Cons of using research-naïve sites

  • Depending on the background of the PI, new sites may need lots of training. The vast amounts of training required for starting up sites may be overwhelming to the site staff, especially if they are still finding their rhythm. Sponsors need to select CRO partners who have a long history of training investigators, who are knowledgeable in both the therapeutic area and in training methodology, and who are proactive and urgent in other matters such as project planning or protocol amendment coordination.
  • New sites may not know for certain how many potential patients they can recruit, and they may be overzealous in estimating their enrollment rates during the feasibility process.

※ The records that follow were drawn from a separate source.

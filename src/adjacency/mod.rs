//! Adjacency link manager.
//!
//! A link between surfaces A and B is stored as a directed pair of fields:
//! the origin A carries `adjacent_surface_id = B`, the partner B carries
//! `adjacent_from = A`. Everything here keeps that pair consistent while the
//! tree is edited.

pub mod check;
pub mod eligibility;
pub mod link;
pub mod sanitize;

pub use check::{check_tree, find_duplicate_ids, validate_unique_ids, Violation};
pub use eligibility::{
    check_eligibility, eligible_targets, is_eligible, link_surfaces, LinkCandidate,
};
pub use link::{
    change_boundary_condition, clear_reverse_adjacency, remove_adjacency, set_adjacency,
    would_destroy_link,
};
pub use sanitize::{sanitize, sanitized};
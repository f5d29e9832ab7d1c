use crate::error::ExportError;
use crate::model::Document;
use std::fs::File;
use std::io::Write;
use std::path::Path;

/// Saves the whole document, both versions, as pretty JSON.
pub fn export_json<P: AsRef<Path>>(document: &Document, path: P) -> Result<(), ExportError> {
    let path_ref = path.as_ref();
    let file = File::create(path_ref).map_err(|source| ExportError::FileCreate {
        path: path_ref.to_path_buf(),
        source,
    })?;
    write_document(document, file)
}

pub fn write_document<W: Write>(document: &Document, mut writer: W) -> Result<(), ExportError> {
    let json = serde_json::to_string_pretty(document)?;
    writer
        .write_all(json.as_bytes())
        .and_then(|()| writer.write_all(b"\n"))
        .map_err(|e| ExportError::WriteError {
            message: e.to_string(),
        })
}

#[cfg(test)]
mod tests {
    use super::*;
    use crate::model::{Building, Floor};
    use pretty_assertions::assert_eq;

    #[test]
    fn written_document_reads_back() {
        let document = Document {
            before: Building::new(vec![Floor::new("f1", "1층", 1)]),
            after: Building::default(),
        };
        let mut buffer = Vec::new();
        write_document(&document, &mut buffer).unwrap();

        let back: Document = serde_json::from_slice(&buffer).unwrap();
        assert_eq!(back, document);
    }
}
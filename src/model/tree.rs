//! Lookups over a floor tree.
//!
//! Adjacency is stored as string ids, so every operation resolves ids through
//! these helpers (or through a set built fresh for the call) instead of
//! holding references between entities.

use super::{Floor, Surface, Zone};
use std::collections::HashSet;

/// Position of a surface inside a floor tree.
#[derive(Debug, Clone, Copy, PartialEq, Eq)]
pub struct SurfacePath {
    pub floor: usize,
    pub zone: usize,
    pub surface: usize,
}

pub fn surfaces(floors: &[Floor]) -> impl Iterator<Item = &Surface> {
    floors
        .iter()
        .flat_map(|f| f.zones.iter())
        .flat_map(|z| z.surfaces.iter())
}

pub fn zones(floors: &[Floor]) -> impl Iterator<Item = &Zone> {
    floors.iter().flat_map(|f| f.zones.iter())
}

pub fn surfaces_mut(floors: &mut [Floor]) -> impl Iterator<Item = &mut Surface> {
    floors
        .iter_mut()
        .flat_map(|f| f.zones.iter_mut())
        .flat_map(|z| z.surfaces.iter_mut())
}

#[must_use]
pub fn all_floor_ids(floors: &[Floor]) -> Vec<String> {
    floors.iter().map(|f| f.floor_id.clone()).collect()
}

#[must_use]
pub fn all_zone_ids(floors: &[Floor]) -> Vec<String> {
    zones(floors).map(|z| z.id.clone()).collect()
}

#[must_use]
pub fn all_surface_ids(floors: &[Floor]) -> Vec<String> {
    surfaces(floors).map(|s| s.id.clone()).collect()
}

#[must_use]
pub fn find_floor<'a>(floors: &'a [Floor], floor_id: &str) -> Option<&'a Floor> {
    floors.iter().find(|f| f.floor_id == floor_id)
}

#[must_use]
pub fn find_zone<'a>(floors: &'a [Floor], zone_id: &str) -> Option<(&'a Floor, &'a Zone)> {
    floors.iter().find_map(|floor| {
        floor
            .zones
            .iter()
            .find(|z| z.id == zone_id)
            .map(|zone| (floor, zone))
    })
}

#[must_use]
pub fn locate_surface(floors: &[Floor], surface_id: &str) -> Option<SurfacePath> {
    for (fi, floor) in floors.iter().enumerate() {
        for (zi, zone) in floor.zones.iter().enumerate() {
            if let Some(si) = zone.surfaces.iter().position(|s| s.id == surface_id) {
                return Some(SurfacePath {
                    floor: fi,
                    zone: zi,
                    surface: si,
                });
            }
        }
    }
    None
}

/// Floor, zone and surface containing `surface_id`.
#[must_use]
pub fn find_surface<'a>(
    floors: &'a [Floor],
    surface_id: &str,
) -> Option<(&'a Floor, &'a Zone, &'a Surface)> {
    let path = locate_surface(floors, surface_id)?;
    let floor = &floors[path.floor];
    let zone = &floor.zones[path.zone];
    Some((floor, zone, &zone.surfaces[path.surface]))
}

pub fn surface_mut<'a>(floors: &'a mut [Floor], path: SurfacePath) -> &'a mut Surface {
    &mut floors[path.floor].zones[path.zone].surfaces[path.surface]
}

/// Every zone and surface id present in the tree.
#[derive(Debug, Default, Clone)]
pub struct IdIndex {
    pub zones: HashSet<String>,
    pub surfaces: HashSet<String>,
}

impl IdIndex {
    #[must_use]
    pub fn build(floors: &[Floor]) -> Self {
        let mut index = Self::default();
        for zone in zones(floors) {
            index.insert_zone(zone);
        }
        index
    }

    /// Adds a zone and all of its surfaces.
    pub fn insert_zone(&mut self, zone: &Zone) {
        self.zones.insert(zone.id.clone());
        self.surfaces.extend(zone.surfaces.iter().map(|s| s.id.clone()));
    }

    #[must_use]
    pub fn contains_surface(&self, id: Option<&str>) -> bool {
        id.is_some_and(|id| self.surfaces.contains(id))
    }

    #[must_use]
    pub fn contains_zone(&self, id: Option<&str>) -> bool {
        id.is_some_and(|id| self.zones.contains(id))
    }
}
//! Merging a selected slice of one version into another.
//!
//! [`copy_shape_info`] builds the preview with the origin's ids untouched;
//! [`merge_selection`] is what gets committed.

use tracing::info;

use crate::adjacency::sanitize;
use crate::model::{Building, Floor, IdGenerator, PhotovoltaicSystem, Zone};
use crate::propagate::clone_zones;
use crate::selection::SelectionState;

fn mark_zone(zone: &Zone, copied: bool) -> Zone {
    let mut zone = zone.clone();
    zone.is_copied = Some(copied);
    for surface in &mut zone.surfaces {
        surface.is_copied = Some(copied);
    }
    zone
}

/// The part of `origin` named by `selection`, flagged as copied.
fn selected_floors(origin: &Building, selection: &SelectionState) -> Vec<Floor> {
    origin
        .shape_info
        .iter()
        .filter(|f| selection.floors.contains(&f.floor_id))
        .map(|floor| {
            let zones = floor
                .zones
                .iter()
                .filter(|z| selection.zones.contains(&z.id))
                .map(|zone| {
                    let mut zone = zone.clone();
                    zone.surfaces.retain(|s| selection.surfaces.contains(&s.id));
                    mark_zone(&zone, true)
                })
                .collect();
            Floor {
                zones,
                is_copied: Some(true),
                ..floor.clone()
            }
        })
        .collect()
}

/// Builds the merged building shown as the copy preview.
///
/// Every entity of `target` is flagged `isCopied = false`; the selected
/// entities of `origin` are flagged `true`. A selected floor whose
/// `floor_number` already exists in the target has its zones appended to that
/// floor, other selected floors are added as they are. Floors come out in
/// descending floor-number order, photovoltaic systems as the target's own
/// followed by the selected ones from `origin`. Neither input is modified.
#[must_use]
pub fn copy_shape_info(
    selection: &SelectionState,
    origin: &Building,
    target: &Building,
) -> Building {
    merge_into(selection, origin, target, selected_floors(origin, selection))
}

/// Merges the selection into `target` for committing.
///
/// Same layout as [`copy_shape_info`], but every copied floor, zone and
/// surface gets a fresh id from `ids`. Links between copied surfaces follow
/// the new ids, links that leave the selection are dropped, and the merged
/// tree is sanitized.
#[must_use]
pub fn merge_selection(
    selection: &SelectionState,
    origin: &Building,
    target: &Building,
    ids: &mut impl IdGenerator,
) -> Building {
    let mut added = selected_floors(origin, selection);
    let zones: Vec<Zone> = added.iter().flat_map(|f| f.zones.iter().cloned()).collect();
    let mut cloned = clone_zones(&zones, ids).into_iter();
    for floor in &mut added {
        floor.floor_id = ids.next_id();
        floor.zones = cloned.by_ref().take(floor.zones.len()).collect();
    }

    let mut merged = merge_into(selection, origin, target, added);
    sanitize(&mut merged.shape_info);
    merged
}

fn merge_into(
    selection: &SelectionState,
    origin: &Building,
    target: &Building,
    mut added: Vec<Floor>,
) -> Building {
    let mut shape_info: Vec<Floor> = target
        .shape_info
        .iter()
        .map(|floor| {
            let mut merged = Floor {
                zones: floor.zones.iter().map(|z| mark_zone(z, false)).collect(),
                is_copied: Some(false),
                ..floor.clone()
            };
            if let Some(i) = added
                .iter()
                .position(|a| a.floor_number == floor.floor_number)
            {
                merged.zones.append(&mut added.remove(i).zones);
            }
            merged
        })
        .collect();
    shape_info.append(&mut added);
    shape_info.sort_by(|a, b| b.floor_number.cmp(&a.floor_number));

    let photovoltaic_systems = target
        .photovoltaic_systems
        .iter()
        .map(|pv| (pv, false))
        .chain(
            origin
                .photovoltaic_systems
                .iter()
                .filter(|pv| selection.photovoltaic_systems.contains(&pv.id))
                .map(|pv| (pv, true)),
        )
        .map(|(pv, copied)| PhotovoltaicSystem {
            is_copied: Some(copied),
            ..pv.clone()
        })
        .collect();

    info!(
        floors = selection.floors.len(),
        zones = selection.zones.len(),
        surfaces = selection.surfaces.len(),
        "merged selection into target"
    );
    Building {
        shape_info,
        photovoltaic_systems,
    }
}
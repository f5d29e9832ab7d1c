//! Two-floor building shared by the integration tests.
//!
//! Every id is prefixed so the same layout can sit in both versions without
//! collisions.
//!
//! ```text
//! 2층  zone2: slab2, ceil2, wall5 ──▶ zone3: slab3, ceil3, wall6
//!        ▲
//! 1층  zone1: ground1, ceil1 (links up to slab2), wall1..wall4
//! ```

#![allow(dead_code)]

use remodel_shape::adjacency::set_adjacency;
use remodel_shape::model::{
    Building, Document, Floor, PhotovoltaicSystem, Surface, SurfaceType, Zone,
};

pub fn id(prefix: &str, name: &str) -> String {
    format!("{prefix}{name}")
}

fn surface(prefix: &str, name: &str, surface_type: SurfaceType) -> Surface {
    Surface::new(id(prefix, name), name, surface_type)
}

pub fn floors(prefix: &str) -> Vec<Floor> {
    use SurfaceType::{Ceiling, Floor as Slab, Wall};

    let zone1 = Zone::new(id(prefix, "zone1"), "존 1").with_surfaces(vec![
        surface(prefix, "ground1", Slab),
        surface(prefix, "ceil1", Ceiling),
        surface(prefix, "wall1", Wall),
        surface(prefix, "wall2", Wall),
        surface(prefix, "wall3", Wall),
        surface(prefix, "wall4", Wall),
    ]);
    let zone2 = Zone::new(id(prefix, "zone2"), "존 1").with_surfaces(vec![
        surface(prefix, "slab2", Slab),
        surface(prefix, "ceil2", Ceiling),
        surface(prefix, "wall5", Wall),
    ]);
    let zone3 = Zone::new(id(prefix, "zone3"), "존 2").with_surfaces(vec![
        surface(prefix, "slab3", Slab),
        surface(prefix, "ceil3", Ceiling),
        surface(prefix, "wall6", Wall),
    ]);

    let mut floors = vec![
        Floor::new(id(prefix, "floor2"), "2층", 2).with_zones(vec![zone2, zone3]),
        Floor::new(id(prefix, "floor1"), "1층", 1).with_zones(vec![zone1]),
    ];
    set_adjacency(&mut floors, &id(prefix, "wall5"), &id(prefix, "wall6"), &id(prefix, "zone3"))
        .expect("fixture link");
    set_adjacency(&mut floors, &id(prefix, "ceil1"), &id(prefix, "slab2"), &id(prefix, "zone2"))
        .expect("fixture link");
    floors
}

pub fn building(prefix: &str) -> Building {
    let mut building = Building::new(floors(prefix));
    building.photovoltaic_systems = vec![
        PhotovoltaicSystem::new(id(prefix, "pv_1"), "PV 1"),
        PhotovoltaicSystem::new(id(prefix, "pv_2"), "PV 2"),
    ];
    building
}

/// `b-` ids before the remodel, `a-` ids after.
pub fn document() -> Document {
    Document {
        before: building("b-"),
        after: building("a-"),
    }
}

One solution is to assume that their rate will be a little lower than expected, and anything higher than that will be a pleasant surprise.
  • Along the same lines as audit violations, new sites don’t yet have a track record of successes, either. It can feel risky to choose a site that has a shorter history to evaluate.

 

Other considerations

  • Just because a site is research-naïve doesn’t mean the PI is. When choosing a site, it’s important to look into the individual PI’s experience and audit records.
  • “New” sites may not actually be new; they may just be operating under a new name. Whether the name change was benign or not is not always clear, so some deeper digging may be required to find out if a name change was enacted to dispel a bad reputation.
  • At Biorasi, our project managers do not outright reject sites that have the patient population but lack adequate human resources to support the trial. If the patient population is proven available, we instead support such sites personally to build up their capacity so that they can successfully recruit the targeted patient population.

 

All sites were new at some point. Someone took a chance with them, and that chance has paid off in many instances. Having a mixture of experienced and not-so-experienced sites can also be beneficial in the same sense as diversifying financial assets is desirable, just in case there are certain characteristics that predict success that have not yet been identified. Careful monitoring is, of course, paramount to make sure that sites, old or new, are carefully recording trial data and handling adverse events.